The management of beta-thalassemia major involves the use of iron chelators such as deferasirox to reduce liver iron concentration (LIC) and serum ferritin levels.
- The recommended starting dose of deferasirox is 20 mg per kg per day.
- Deferasirox has been shown to be effective in reducing LIC and serum ferritin levels in patients with beta-thalassemia major 2.
- Patients with beta-thalassemia major should be treated with deferasirox under the guidance of a healthcare professional, with regular monitoring of LIC and serum ferritin levels to adjust the dose as needed.
From the Research
Management of Thalassemia
The management of thalassemia, particularly beta-thalassemia major, involves several key components, including:
- Blood transfusions: Regular blood transfusions are the cornerstone of treatment for beta-thalassemia major, with the goal of maintaining a hemoglobin level between 9-10 g/dL 3, 4.
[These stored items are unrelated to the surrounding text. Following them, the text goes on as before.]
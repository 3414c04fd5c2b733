use super::Grid;
use crate::base::{Axis, Zone, BOUND_TOLERANCE};
use std::ops::Range;

/// Holds the index ranges `[start, end)` of the cells occupied by a zone
#[derive(Clone, Debug, Eq, PartialEq)]
pub struct CellRanges {
    /// Layer indices (vertical axis, from the top)
    pub layers: Range<usize>,

    /// Row indices (transverse axis); always `0..1` with the 2-row convention
    pub rows: Range<usize>,

    /// Column indices (radial axis)
    pub columns: Range<usize>,
}

impl CellRanges {
    /// Returns the number of occupied cells
    pub fn len(&self) -> usize {
        self.layers.len() * self.rows.len() * self.columns.len()
    }

    /// Returns the (layer, row, column) triples in row-major order
    pub fn cells(&self) -> Vec<(usize, usize, usize)> {
        let mut all = Vec::with_capacity(self.len());
        for k in self.layers.clone() {
            for i in self.rows.clone() {
                for j in self.columns.clone() {
                    all.push((k, i, j));
                }
            }
        }
        all
    }
}

/// Returns the range of cells whose centers fall within [min, max]
///
/// A missing bound leaves that side open; thus a zone without bounds spans the whole axis.
/// The centers may be ascending or descending; in both cases the selected cells are contiguous.
///
/// Returns None if no center falls within the bounds (the zone is not resolved by the grid).
pub fn index_range(centers: &[f64], min: Option<f64>, max: Option<f64>) -> Option<Range<usize>> {
    let inside = |c: f64| {
        let above_min = match min {
            Some(m) => c >= m - BOUND_TOLERANCE,
            None => true,
        };
        let below_max = match max {
            Some(m) => c <= m + BOUND_TOLERANCE,
            None => true,
        };
        above_min && below_max
    };
    let start = centers.iter().position(|c| inside(*c))?;
    let count = centers[start..].iter().take_while(|c| inside(**c)).count();
    Some(start..(start + count))
}

/// Locates the cells occupied by a zone
///
/// With the 2-row convention, only the first row is occupied; the second row is a
/// numerical device of the solver and carries no physical values.
///
/// Returns None if the zone does not span a single cell center along some axis.
pub fn locate(grid: &Grid, zone: &Zone) -> Option<CellRanges> {
    let (bot, top) = zone.bounds(Axis::Vertical);
    let layers = index_range(grid.layers.centers.as_data(), bot, top)?;
    let rows = if grid.model_type.two_rows() {
        0..1
    } else {
        let (ymin, ymax) = zone.bounds(Axis::Transverse);
        index_range(grid.rows.centers.as_data(), ymin, ymax)?
    };
    let (rmin, rmax) = zone.bounds(Axis::Radial);
    let columns = index_range(grid.columns.centers.as_data(), rmin, rmax)?;
    Some(CellRanges { layers, rows, columns })
}

////////////////////////////////////////////////////////////////////////////////////////////////////////////////////////
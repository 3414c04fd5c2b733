/// Defines the directory where the generated grid files are saved
pub const DEFAULT_OUT_DIR: &str = "/tmp/pmgrid/results";

/// Defines an auxiliary directory where the test result files are saved
pub const DEFAULT_TEST_DIR: &str = "/tmp/pmgrid/test";

/// Category holding the geological layers (conductivity, porosity, ...)
pub const GEO_PARAMETERS: &str = "geo_parameters";

/// Category holding the recharge zones
pub const RECHARGE_PARAMETERS: &str = "recharge_parameters";

/// Category holding the constant-head and inactive zones
pub const IBOUND_PARAMETERS: &str = "ibound_parameters";

/// Category holding the well screens
pub const WELL_PARAMETERS: &str = "well_parameters";

/// Horizontal hydraulic conductivity
pub const HK: &str = "hk";

/// Vertical anisotropy ratio (horizontal over vertical conductivity)
pub const VANI: &str = "vani";

/// Effective porosity
pub const POROSITY: &str = "porosity";

/// Specific storage
pub const STORAGE: &str = "storage";

/// Recharge rate
pub const RECHARGE: &str = "recharge";

/// Prescribed (constant or starting) head
pub const HEAD: &str = "head";

/// Explicit ibound flag of a boundary zone
pub const IBOUND: &str = "ibound";

/// Flag marking a zone as unsaturated (excluded from the flow model)
pub const VADOSE: &str = "vadose";

/// Default well discharge attribute
pub const DISCHARGE: &str = "Q";

/// ibound flag of an active cell with variable head
pub const IBOUND_ACTIVE: i32 = 1;

/// ibound flag of an inactive cell
pub const IBOUND_INACTIVE: i32 = 0;

/// ibound flag of a constant-head cell
pub const IBOUND_CONSTANT_HEAD: i32 = -1;

/// Default specific storage applied where no zone overrides it
pub const DEFAULT_STORAGE: f64 = 1e-5;

/// Default vertical anisotropy ratio
pub const DEFAULT_VANI: f64 = 1.0;

/// Rounding of radial and transverse boundaries (mm scale)
pub const DECIMALS_HORIZONTAL: i32 = 3;

/// Rounding of vertical boundaries (cm scale)
pub const DECIMALS_VERTICAL: i32 = 2;

/// Maximum number of cells a single zone may contribute along one axis
pub const MAX_CELLS_PER_ZONE: usize = 100_000;

/// Tolerance used when comparing cell centers against zone bounds
pub const BOUND_TOLERANCE: f64 = 1e-9;
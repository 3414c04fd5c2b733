use super::{DECIMALS_HORIZONTAL, DECIMALS_VERTICAL};
use serde::{Deserialize, Serialize};

/// Defines the geometry of the flow model
#[derive(Clone, Copy, Debug, Eq, PartialEq, Deserialize, Serialize)]
pub enum ModelType {
    /// Radial slice around a vertical well axis (2 rows, polar correction)
    Axisymmetric,

    /// Vertical cross-section (2 rows, no correction)
    TwoDim,

    /// Full three-dimensional block with a discretized transverse axis
    ThreeDim,
}

impl ModelType {
    /// Indicates that the grid uses the 2-row convention
    pub fn two_rows(&self) -> bool {
        match self {
            ModelType::Axisymmetric => true,
            ModelType::TwoDim => true,
            ModelType::ThreeDim => false,
        }
    }
}

/// Defines the grid axes
///
/// Each axis knows the names of the zone attributes that constrain it.
#[derive(Clone, Copy, Debug, Eq, Hash, PartialEq, Deserialize, Serialize)]
pub enum Axis {
    /// Radial (x) axis, ascending; one cell per column
    Radial,

    /// Transverse (y) axis, ascending; one cell per row
    Transverse,

    /// Vertical (z) axis, descending from the top; one cell per layer
    Vertical,
}

impl Axis {
    /// Returns the names of the (min, max) attributes
    pub fn bound_keys(&self) -> (&'static str, &'static str) {
        match self {
            Axis::Radial => ("rmin", "rmax"),
            Axis::Transverse => ("ymin", "ymax"),
            Axis::Vertical => ("bot", "top"),
        }
    }

    /// Returns the name of the explicit refinement-count attribute
    pub fn count_key(&self) -> &'static str {
        match self {
            Axis::Radial => "ncols",
            Axis::Transverse => "nrows",
            Axis::Vertical => "nlayers",
        }
    }

    /// Returns the name of the target-resolution attribute
    pub fn resolution_key(&self) -> &'static str {
        match self {
            Axis::Radial => "res_hor",
            Axis::Transverse => "res_hor",
            Axis::Vertical => "res_vert",
        }
    }

    /// Indicates that the boundaries are sorted in ascending order
    pub fn ascending(&self) -> bool {
        match self {
            Axis::Radial => true,
            Axis::Transverse => true,
            Axis::Vertical => false,
        }
    }

    /// Returns the number of decimals kept when merging boundaries
    pub fn decimals(&self) -> i32 {
        match self {
            Axis::Radial => DECIMALS_HORIZONTAL,
            Axis::Transverse => DECIMALS_HORIZONTAL,
            Axis::Vertical => DECIMALS_VERTICAL,
        }
    }

    /// Rounds a coordinate to the number of decimals of this axis
    pub fn round(&self, value: f64) -> f64 {
        let scale = f64::powi(10.0, self.decimals());
        f64::round(value * scale) / scale
    }
}

////////////////////////////////////////////////////////////////////////////////////////////////////////////////////////
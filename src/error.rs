use thiserror::Error;

#[derive(Error, Debug)]
pub enum VellumError {
    /// Byte sink failed while dumping a range.
    #[error("sink error: {0}")]
    Sink(#[from] std::io::Error),
}
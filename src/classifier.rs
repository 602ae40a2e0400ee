//! Syntactic-production classifier.
//!
//! A parser that reaches an ambiguous stretch of text parses it once while
//! recording, per candidate production, the first error that would rule the
//! production out. The classifier is the shared append-only log behind
//! that: scopes buffer their errors, a scope that ends clean truncates them
//! away, and a scope that recorded anything collapses into a single skip
//! entry so the first-error-per-production property survives arbitrary
//! nesting at O(1) amortized cost per scope.

use std::ops::{BitAnd, BitOr, BitOrAssign, Not};

use thiserror::Error;

/// Bit set of candidate productions.
#[derive(Debug, Clone, Copy, PartialEq, Eq, Default)]
pub struct Productions(u32);

impl Productions {
    pub const NONE: Productions = Productions(0);
    pub const EXPRESSION: Productions = Productions(1 << 0);
    pub const BINDING_PATTERN: Productions = Productions(1 << 1);
    pub const ASSIGNMENT_PATTERN: Productions = Productions(1 << 2);
    pub const DISTINCT_FORMAL_PARAMETERS: Productions = Productions(1 << 3);
    pub const STRICT_MODE_FORMAL_PARAMETERS: Productions = Productions(1 << 4);
    pub const STRONG_MODE_FORMAL_PARAMETERS: Productions = Productions(1 << 5);
    pub const ARROW_FORMAL_PARAMETERS: Productions = Productions(1 << 6);

    pub const PATTERNS: Productions =
        Productions(Self::BINDING_PATTERN.0 | Self::ASSIGNMENT_PATTERN.0);
    pub const FORMAL_PARAMETERS: Productions = Productions(
        Self::DISTINCT_FORMAL_PARAMETERS.0
            | Self::STRICT_MODE_FORMAL_PARAMETERS.0
            | Self::STRONG_MODE_FORMAL_PARAMETERS.0,
    );
    pub const STANDARD: Productions =
        Productions(Self::EXPRESSION.0 | Self::PATTERNS.0);
    pub const ALL: Productions = Productions(
        Self::STANDARD.0 | Self::FORMAL_PARAMETERS.0 | Self::ARROW_FORMAL_PARAMETERS.0,
    );

    pub fn is_empty(self) -> bool {
        self.0 == 0
    }

    /// All of `other`'s bits are set.
    pub fn contains(self, other: Productions) -> bool {
        self.0 & other.0 == other.0
    }

    /// At least one of `other`'s bits is set.
    pub fn intersects(self, other: Productions) -> bool {
        self.0 & other.0 != 0
    }
}

impl BitOr for Productions {
    type Output = Productions;
    fn bitor(self, rhs: Productions) -> Productions {
        Productions(self.0 | rhs.0)
    }
}

impl BitOrAssign for Productions {
    fn bitor_assign(&mut self, rhs: Productions) {
        self.0 |= rhs.0;
    }
}

impl BitAnd for Productions {
    type Output = Productions;
    fn bitand(self, rhs: Productions) -> Productions {
        Productions(self.0 & rhs.0)
    }
}

impl Not for Productions {
    type Output = Productions;
    fn not(self) -> Productions {
        Productions(!self.0 & Productions::ALL.0)
    }
}

/// Half-open code-unit range an error points at.
#[derive(Debug, Clone, Copy, PartialEq, Eq)]
pub struct Location {
    pub begin: usize,
    pub end: usize,
}

impl Location {
    pub fn new(begin: usize, end: usize) -> Self {
        Location { begin, end }
    }
}

#[derive(Debug, Clone, Copy, PartialEq, Eq, Error)]
pub enum ParseMessage {
    #[error("unexpected token")]
    UnexpectedToken,
    #[error("invalid destructuring assignment target")]
    InvalidDestructuringTarget,
    #[error("invalid left-hand side in assignment")]
    InvalidLhsInAssignment,
    #[error("duplicate parameter name not allowed in this context")]
    StrictParamDupe,
    #[error("unexpected eval or arguments in strict mode")]
    StrictEvalArguments,
    #[error("unexpected strict mode reserved word")]
    UnexpectedStrictReserved,
    #[error("invalid shorthand property initializer")]
    InvalidCoverInitializedName,
    #[error("rest parameter must be last formal parameter")]
    ElementAfterRest,
}

/// One recorded error: where, what, and an optional offending name.
#[derive(Debug, Clone, PartialEq, Eq)]
pub struct ParseError {
    pub location: Location,
    pub message: ParseMessage,
    pub arg: Option<Box<str>>,
}

#[derive(Debug, Clone)]
enum BufferEntry {
    /// A recorded error invalidating `invalid`.
    Leaf { invalid: Productions, error: ParseError },
    /// A collapsed scope: when searching for a production not in `invalid`,
    /// jump back over `skip` entries.
    Skip { invalid: Productions, skip: usize },
}

impl BufferEntry {
    fn invalid(&self) -> Productions {
        match self {
            BufferEntry::Leaf { invalid, .. } | BufferEntry::Skip { invalid, .. } => *invalid,
        }
    }

    fn skip(&self) -> usize {
        match self {
            BufferEntry::Leaf { .. } => 0,
            BufferEntry::Skip { skip, .. } => *skip,
        }
    }
}

/// A scope's view of the classifier: the log length at entry plus the
/// productions invalidated inside the scope. Plain value; the classifier
/// owns the log, and a scope ends by handing itself to [`Classifier::pop`].
#[derive(Debug)]
pub struct ClassifierScope {
    start: usize,
    invalid: Productions,
}

impl ClassifierScope {
    pub fn invalid_productions(&self) -> Productions {
        self.invalid
    }

    pub fn is_valid(&self, production: Productions) -> bool {
        !self.invalid.intersects(production)
    }

    pub fn is_valid_expression(&self) -> bool {
        self.is_valid(Productions::EXPRESSION)
    }

    pub fn is_valid_binding_pattern(&self) -> bool {
        self.is_valid(Productions::BINDING_PATTERN)
    }

    pub fn is_valid_assignment_pattern(&self) -> bool {
        self.is_valid(Productions::ASSIGNMENT_PATTERN)
    }

    pub fn is_valid_arrow_formal_parameters(&self) -> bool {
        self.is_valid(Productions::ARROW_FORMAL_PARAMETERS)
    }

    pub fn is_valid_formal_parameter_list_without_duplicates(&self) -> bool {
        self.is_valid(Productions::DISTINCT_FORMAL_PARAMETERS)
    }

    /// Callers should also check
    /// [`is_valid_formal_parameter_list_without_duplicates`][Self::is_valid_formal_parameter_list_without_duplicates].
    pub fn is_valid_strict_mode_formal_parameters(&self) -> bool {
        self.is_valid(Productions::STRICT_MODE_FORMAL_PARAMETERS)
    }

    pub fn is_valid_strong_mode_formal_parameters(&self) -> bool {
        self.is_valid(Productions::STRONG_MODE_FORMAL_PARAMETERS)
    }

    /// Propagate `inner`'s invalidations, restricted to `productions`,
    /// without overwriting anything already recorded here. Exception: the
    /// outer remains a valid arrow formal parameter list only while the
    /// inner is a valid *binding pattern*, because arrow formals propagate
    /// from binding-pattern invalidation, not from their own.
    pub fn accumulate(&mut self, inner: &ClassifierScope, productions: Productions) {
        if inner.invalid.is_empty() {
            return;
        }
        let non_arrow_inner = inner.invalid & !Productions::ARROW_FORMAL_PARAMETERS;
        let non_arrow_mask = productions & !Productions::ARROW_FORMAL_PARAMETERS;
        self.invalid |= non_arrow_mask & non_arrow_inner;

        if productions.intersects(Productions::ARROW_FORMAL_PARAMETERS)
            && !inner.is_valid_binding_pattern()
        {
            self.invalid |= Productions::ARROW_FORMAL_PARAMETERS;
        }
    }
}

/// The shared error log. One per speculative parse pass.
#[derive(Debug, Default)]
pub struct Classifier {
    buffer: Vec<BufferEntry>,
}

impl Classifier {
    pub fn new() -> Self {
        Classifier { buffer: Vec::with_capacity(128) }
    }

    /// Open a scope at the current log position.
    pub fn push(&self) -> ClassifierScope {
        ClassifierScope { start: self.buffer.len(), invalid: Productions::NONE }
    }

    /// Close a scope. A clean scope truncates its extent away; a scope that
    /// invalidated anything leaves its entries in place and appends one
    /// skip entry summarizing them.
    pub fn pop(&mut self, scope: ClassifierScope) {
        debug_assert!(self.buffer.len() >= scope.start);
        if self.buffer.len() == scope.start {
            debug_assert!(scope.invalid.is_empty());
            return;
        }
        if scope.invalid.is_empty() {
            self.buffer.truncate(scope.start);
        } else {
            let skip = self.buffer.len() - scope.start;
            self.buffer.push(BufferEntry::Skip { invalid: scope.invalid, skip });
        }
    }

    /// Record an error against `production` in `scope`. Only the first
    /// error per production within a scope is kept; later ones are no-ops.
    pub fn record_error(
        &mut self,
        scope: &mut ClassifierScope,
        production: Productions,
        location: Location,
        message: ParseMessage,
        arg: Option<&str>,
    ) {
        if !scope.is_valid(production) {
            return;
        }
        scope.invalid |= production;
        self.buffer.push(BufferEntry::Leaf {
            invalid: production,
            error: ParseError { location, message, arg: arg.map(Into::into) },
        });
    }

    pub fn record_expression_error(
        &mut self,
        scope: &mut ClassifierScope,
        location: Location,
        message: ParseMessage,
    ) {
        self.record_error(scope, Productions::EXPRESSION, location, message, None);
    }

    pub fn record_binding_pattern_error(
        &mut self,
        scope: &mut ClassifierScope,
        location: Location,
        message: ParseMessage,
    ) {
        self.record_error(scope, Productions::BINDING_PATTERN, location, message, None);
    }

    pub fn record_assignment_pattern_error(
        &mut self,
        scope: &mut ClassifierScope,
        location: Location,
        message: ParseMessage,
    ) {
        self.record_error(scope, Productions::ASSIGNMENT_PATTERN, location, message, None);
    }

    pub fn record_arrow_formal_parameters_error(
        &mut self,
        scope: &mut ClassifierScope,
        location: Location,
        message: ParseMessage,
    ) {
        self.record_error(scope, Productions::ARROW_FORMAL_PARAMETERS, location, message, None);
    }

    pub fn record_duplicate_formal_parameter_error(
        &mut self,
        scope: &mut ClassifierScope,
        location: Location,
    ) {
        self.record_error(
            scope,
            Productions::DISTINCT_FORMAL_PARAMETERS,
            location,
            ParseMessage::StrictParamDupe,
            None,
        );
    }

    /// A binding that would be invalid in strict mode. Not the same thing
    /// as a duplicate formal parameter, which has its own production.
    pub fn record_strict_mode_formal_parameter_error(
        &mut self,
        scope: &mut ClassifierScope,
        location: Location,
        message: ParseMessage,
        arg: Option<&str>,
    ) {
        self.record_error(
            scope,
            Productions::STRICT_MODE_FORMAL_PARAMETERS,
            location,
            message,
            arg,
        );
    }

    pub fn record_strong_mode_formal_parameter_error(
        &mut self,
        scope: &mut ClassifierScope,
        location: Location,
        message: ParseMessage,
        arg: Option<&str>,
    ) {
        self.record_error(
            scope,
            Productions::STRONG_MODE_FORMAL_PARAMETERS,
            location,
            message,
            arg,
        );
    }

    /// First error recorded for `production`, in depth-first order.
    ///
    /// Walks backward from the log end, jumping over collapsed scopes whose
    /// invalid set lacks the production. Only valid once the scope has the
    /// production invalid; the invalid bit is what guarantees a matching
    /// leaf exists, so the walk terminates.
    pub fn find_error(&self, scope: &ClassifierScope, production: Productions) -> &ParseError {
        assert!(!scope.is_valid(production), "no error recorded for {production:?}");
        // Arrow formals propagate from binding-pattern invalidation rather
        // than their own, so their search accepts binding-pattern entries:
        // collapsed scopes that broke a binding pattern are entered, and
        // the binding-pattern leaf is the arrow error.
        let accept = if production == Productions::ARROW_FORMAL_PARAMETERS {
            production | Productions::BINDING_PATTERN
        } else {
            production
        };
        let mut end = self.buffer.len();
        loop {
            debug_assert!(end > 0);
            let idx = end - 1;
            let entry = &self.buffer[idx];
            if !entry.invalid().intersects(accept) {
                debug_assert!(entry.skip() <= idx);
                end = idx - entry.skip();
            } else if let BufferEntry::Leaf { error, .. } = entry {
                return error;
            } else {
                end = idx;
            }
        }
    }

    pub fn expression_error(&self, scope: &ClassifierScope) -> &ParseError {
        self.find_error(scope, Productions::EXPRESSION)
    }

    pub fn binding_pattern_error(&self, scope: &ClassifierScope) -> &ParseError {
        self.find_error(scope, Productions::BINDING_PATTERN)
    }

    pub fn assignment_pattern_error(&self, scope: &ClassifierScope) -> &ParseError {
        self.find_error(scope, Productions::ASSIGNMENT_PATTERN)
    }

    pub fn arrow_formal_parameters_error(&self, scope: &ClassifierScope) -> &ParseError {
        self.find_error(scope, Productions::ARROW_FORMAL_PARAMETERS)
    }

    pub fn duplicate_formal_parameter_error(&self, scope: &ClassifierScope) -> &ParseError {
        self.find_error(scope, Productions::DISTINCT_FORMAL_PARAMETERS)
    }

    pub fn strict_mode_formal_parameter_error(&self, scope: &ClassifierScope) -> &ParseError {
        self.find_error(scope, Productions::STRICT_MODE_FORMAL_PARAMETERS)
    }

    pub fn strong_mode_formal_parameter_error(&self, scope: &ClassifierScope) -> &ParseError {
        self.find_error(scope, Productions::STRONG_MODE_FORMAL_PARAMETERS)
    }

    /// Log length, exposed for pop/truncation assertions in tests.
    pub fn len(&self) -> usize {
        self.buffer.len()
    }

    pub fn is_empty(&self) -> bool {
        self.buffer.is_empty()
    }
}
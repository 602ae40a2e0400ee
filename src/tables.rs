//! Static token dictionary.
//!
//! A compressed stream is a sequence of one-byte token codes. Codes `0` and
//! `1` are escapes (ASCII and Unicode) carrying inline payload; every other
//! code expands to a fixed ASCII character sequence from the table below.
//! The table is code-generated offline from a JavaScript corpus and must be
//! identical on the encode and decode side; expansions are 1..=9 UTF-16 code
//! units, ordered so that [`TOKEN_LENGTHS`] is monotone non-decreasing over
//! the bytecode range.

use std::sync::OnceLock;

/// Code `0`: one literal payload byte in `0..=0x7F` follows.
pub(crate) const ASCII_ESCAPE: u8 = 0;
/// Code `1`: three payload bytes follow, a big-endian 21-bit scalar value.
pub(crate) const UNICODE_ESCAPE: u8 = 1;
/// First dictionary bytecode.
pub(crate) const FIRST_BYTECODE: u8 = 2;
/// Longest dictionary expansion in code units.
pub(crate) const MAX_TOKEN_LENGTH: usize = 9;

/// Dictionary expansions for codes `2..=255`, in code order.
const TOKEN_TEXT: [&str; 254] = [
    " ", "\n", "\t", "e", "t", "a", "o", "i", "n", "s", "r", "l", "c", "u", "d",
    "p", "m", "h", "g", "f", "y", "b", "w", "v", "k", "x", ".", ",", ";", ":", "(",
    ")", "{", "}", "[", "]", "=", "\"", "'", "_", "$", "0", "1", "+", "  ", "th",
    "he", "in", "er", "an", "re", "on", "or", "en", "at", "es", "st", "ar", "te",
    "nt", "ti", "is", "it", "se", "le", "co", "de", "ro", "ra", "ed", "nd", "io",
    "ur", "li", "ne", "ng", "lo", "ta", "to", "ce", "of", "me", "al", "un", "el",
    "ct", "tr", "ac", "fu", "va", "if", "do", "e ", "t ", "s ", "r ", "n ", ", ",
    "; ", ". ", "= ", " =", "()", "((", "   ", "the", "ion", "tio", "ent", "ati",
    "for", "her", "ter", "ate", "ver", "res", "ons", "ect", "con", "ing", "men",
    "ret", "str", "ers", "pro", "rot", "not", "new", "var", "let", "get", "set",
    "thi", "his", "tur", "urn", "typ", "ype", "ran", "ind", "ow.", "doc", "ale",
    "nul", "ull", "tru", "rue", "els", "lse", "len", "gth", "und", "ndo", "val",
    "    ", "tion", "func", "unct", "ncti", "ctio", "this", "ment", "turn", "retu",
    "prot", "roto", "otot", "toty", "otyp", "type", "ypes", "docu", "ocum", "cume",
    "umen", "wind", "indo", "ndow", "leng", "engt", "ngth", "fals", "alse", "true",
    "null", "unde", "ndef", "defi", "efin", "fine", "ined", "var ", "new ", "for ",
    "     ", "funct", "uncti", "nctio", "ction", "retur", "eturn", "this.",
    "proto", "rotot", "ototy", "totyp", "otype", "docum", "ocume", "cumen",
    "ument", "windo", "indow", "lengt", "ength", "false", "undef", "ndefi",
    "defin", "      ", "functi", "unctio", "nction", "return", "protot", "rototy",
    "ototyp", "totype", "docume", "ocumen", "cument", "window", "length", "efined",
    "       ", "functio", "unction", "rototyp", "ototype", "documen", "ocument",
    "undefin", "ndefine", "defined", "        ", "function", "prototyp",
    "rototype", "document", "undefine", "function ", "prototype", "undefined",
    "document.",
];

/// Per-code expansion length in UTF-16 code units. The two escape codes
/// count as one unit here; a supplementary-plane Unicode escape contributes
/// a second unit that cursor arithmetic accounts for separately.
pub(crate) const TOKEN_LENGTHS: [u8; 256] = {
    let mut lengths = [1u8; 256];
    let mut i = 0;
    while i < TOKEN_TEXT.len() {
        lengths[i + FIRST_BYTECODE as usize] = TOKEN_TEXT[i].len() as u8;
        i += 1;
    }
    lengths
};

pub(crate) fn is_bytecode(code: u8) -> bool {
    code >= FIRST_BYTECODE
}

/// Scalar value carried by a Unicode escape's three payload bytes.
pub(crate) fn unicode_payload(payload: &[u8]) -> u32 {
    ((payload[0] as u32) << 16) | ((payload[1] as u32) << 8) | payload[2] as u32
}

/// ASCII bytes of a bytecode's expansion.
pub(crate) fn token_text(code: u8) -> &'static [u8] {
    debug_assert!(is_bytecode(code));
    TOKEN_TEXT[code as usize - FIRST_BYTECODE as usize].as_bytes()
}

/// Write up to `dest.len()` code units of `code`'s expansion and return the
/// count written. Partial writes keep the prefix, which is what mid-token
/// cursor decoding relies on.
pub(crate) fn decode_bytecode<T: Copy + From<u8>>(code: u8, dest: &mut [T]) -> usize {
    let text = token_text(code);
    let n = text.len().min(dest.len());
    for (slot, &byte) in dest[..n].iter_mut().zip(text) {
        *slot = T::from(byte);
    }
    n
}

// Encoder-side lookup: codes grouped by the first unit of their expansion,
// each bucket ordered longest expansion first, smallest code first within a
// length. The first matching entry is therefore the canonical greedy choice.
static ENCODER_BUCKETS: OnceLock<Vec<Vec<u8>>> = OnceLock::new();

fn encoder_buckets() -> &'static [Vec<u8>] {
    ENCODER_BUCKETS.get_or_init(|| {
        let mut buckets = vec![Vec::new(); 128];
        for (i, text) in TOKEN_TEXT.iter().enumerate() {
            let code = (i + FIRST_BYTECODE as usize) as u8;
            buckets[text.as_bytes()[0] as usize].push(code);
        }
        for bucket in &mut buckets {
            bucket.sort_by_key(|&code| (std::cmp::Reverse(TOKEN_LENGTHS[code as usize]), code));
        }
        buckets
    })
}

/// Longest dictionary expansion matching a prefix of `units`, as
/// `(code, length)`. Equal-length candidates resolve to the smallest code so
/// encoder output is canonical.
pub(crate) fn longest_match(units: &[u16]) -> Option<(u8, usize)> {
    let first = units[0];
    if first >= 0x80 {
        return None;
    }
    for &code in &encoder_buckets()[first as usize] {
        let text = token_text(code);
        if text.len() <= units.len() && text.iter().zip(units).all(|(&b, &u)| b as u16 == u) {
            return Some((code, text.len()));
        }
    }
    None
}

#[cfg(test)]
mod tests {
    use super::*;

    #[test]
    fn table_shape() {
        assert_eq!(TOKEN_LENGTHS[ASCII_ESCAPE as usize], 1);
        assert_eq!(TOKEN_LENGTHS[UNICODE_ESCAPE as usize], 1);
        assert_eq!(TOKEN_LENGTHS[255], MAX_TOKEN_LENGTH as u8);
        for code in FIRST_BYTECODE..=255 {
            let text = token_text(code);
            assert_eq!(text.len(), TOKEN_LENGTHS[code as usize] as usize);
            assert!((1..=MAX_TOKEN_LENGTH).contains(&text.len()));
            assert!(text.iter().all(|&b| b < 0x80), "non-ascii expansion for {code}");
            if code > FIRST_BYTECODE {
                assert!(TOKEN_LENGTHS[code as usize] >= TOKEN_LENGTHS[code as usize - 1]);
            }
        }
    }

    #[test]
    fn expansions_unique() {
        let mut seen = std::collections::HashSet::new();
        for code in FIRST_BYTECODE..=255 {
            assert!(seen.insert(token_text(code)), "duplicate expansion for {code}");
        }
    }

    #[test]
    fn partial_write_truncates() {
        let mut buf = [0u16; 4];
        let n = decode_bytecode(255, &mut buf);
        assert_eq!(n, 4);
        assert_eq!(buf, [b'd' as u16, b'o' as u16, b'c' as u16, b'u' as u16]);
    }

    #[test]
    fn longest_match_prefers_long_then_small_code() {
        let units: Vec<u16> = "function f".encode_utf16().collect();
        let (code, len) = longest_match(&units).unwrap();
        assert_eq!(len, 9);
        assert_eq!(token_text(code), b"function ");

        // A bare "f" only matches the single-character entry.
        let units: Vec<u16> = "f(".encode_utf16().collect();
        let (code, len) = longest_match(&units).unwrap();
        assert_eq!(len, 1);
        assert_eq!(token_text(code), b"f");
    }

    #[test]
    fn no_match_for_non_ascii() {
        assert!(longest_match(&[0x00E9]).is_none());
        assert!(longest_match(&[0xD83D, 0xDE00]).is_none());
    }
}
- Iron chelation therapy: Iron chelation therapy is essential to prevent iron overload, which can lead to cardiac failure and other complications 5, 6.
- Monitoring and prevention of complications: Patients with thalassemia are at risk of various complications, including bone marrow expansion, extramedullary hematopoiesis, and iron deposition in peripheral tissues 5.
Blood Transfusion Therapy
Blood transfusion therapy is a critical component of thalassemia management, with the following key points:
- Transfusion regimen: A moderate transfusion regimen with a target pretransfusion hemoglobin level between 9-10 g/dL may reduce iron loading and allow for more effective prevention of iron overload 3.
- Transfusion volume: High transfusion volumes (>200 mL/kg/year) may be required to maintain adequate hemoglobin levels, particularly in patients with hemoglobin E beta-thalassemia 4.
- Risks and challenges: Blood transfusions carry risks, including alloimmunization, transfusion-transmitted infections, and iron overload, highlighting the need for careful monitoring and management 6.
Other Therapeutic Strategies
Other therapeutic strategies for thalassemia management include:
- Hydroxyurea: Hydroxyurea may be used to reduce the frequency of blood transfusions and improve hemoglobin levels 5.
- Hematopoietic stem cell transplantation: Hematopoietic stem cell transplantation may be considered for patients with severe thalassemia, particularly those with beta-thalassemia major 5.
- Luspatercept: Luspatercept is a novel therapy that may reduce the need for blood transfusions in patients with beta-thalassemia 5.